## [Task brief]
You are to retype all of the data exactly as it appears.

++++++++

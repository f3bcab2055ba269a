use folio_kernel::SAFE_ALPHABET;
use folio_kernel::safe_nanoid;

#[test]
fn generates_expected_length_and_charset() {
    let id = safe_nanoid!();
    assert_eq!(id.len(), 12);

    for ch in id.chars() {
        assert!(SAFE_ALPHABET.contains(&ch), "unexpected character in nanoid: {ch}");
    }
}

#[test]
fn custom_length_ids_do_not_repeat() {
    let ids: std::collections::HashSet<String> = (0..1_000).map(|_| safe_nanoid!(20)).collect();
    assert_eq!(ids.len(), 1_000);
    assert!(ids.iter().all(|id| id.len() == 20));
}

++++++++

## [Response to this task]
repository f3bcab2055ba269a
use folio_kernel::SAFE_ALPHABET;
use folio_kernel::safe_nanoid;

#[test]
fn generates_expected_length_and_charset() {
    let id = safe_nanoid!();
    assert_eq!(id.len(), 12);

    for ch in id.chars() {
        assert!(SAFE_ALPHABET.contains(&ch), "unexpected character in nanoid: {ch}");
    }
}

#[test]
fn custom_length_ids_do_not_repeat() {
    let ids: std::collections::HashSet<String> = (0..1_000).map(|_| safe_nanoid!(20)).collect();
    assert_eq!(ids.len(), 1_000);
    assert!(ids.iter().all(|id| id.len() == 20));
}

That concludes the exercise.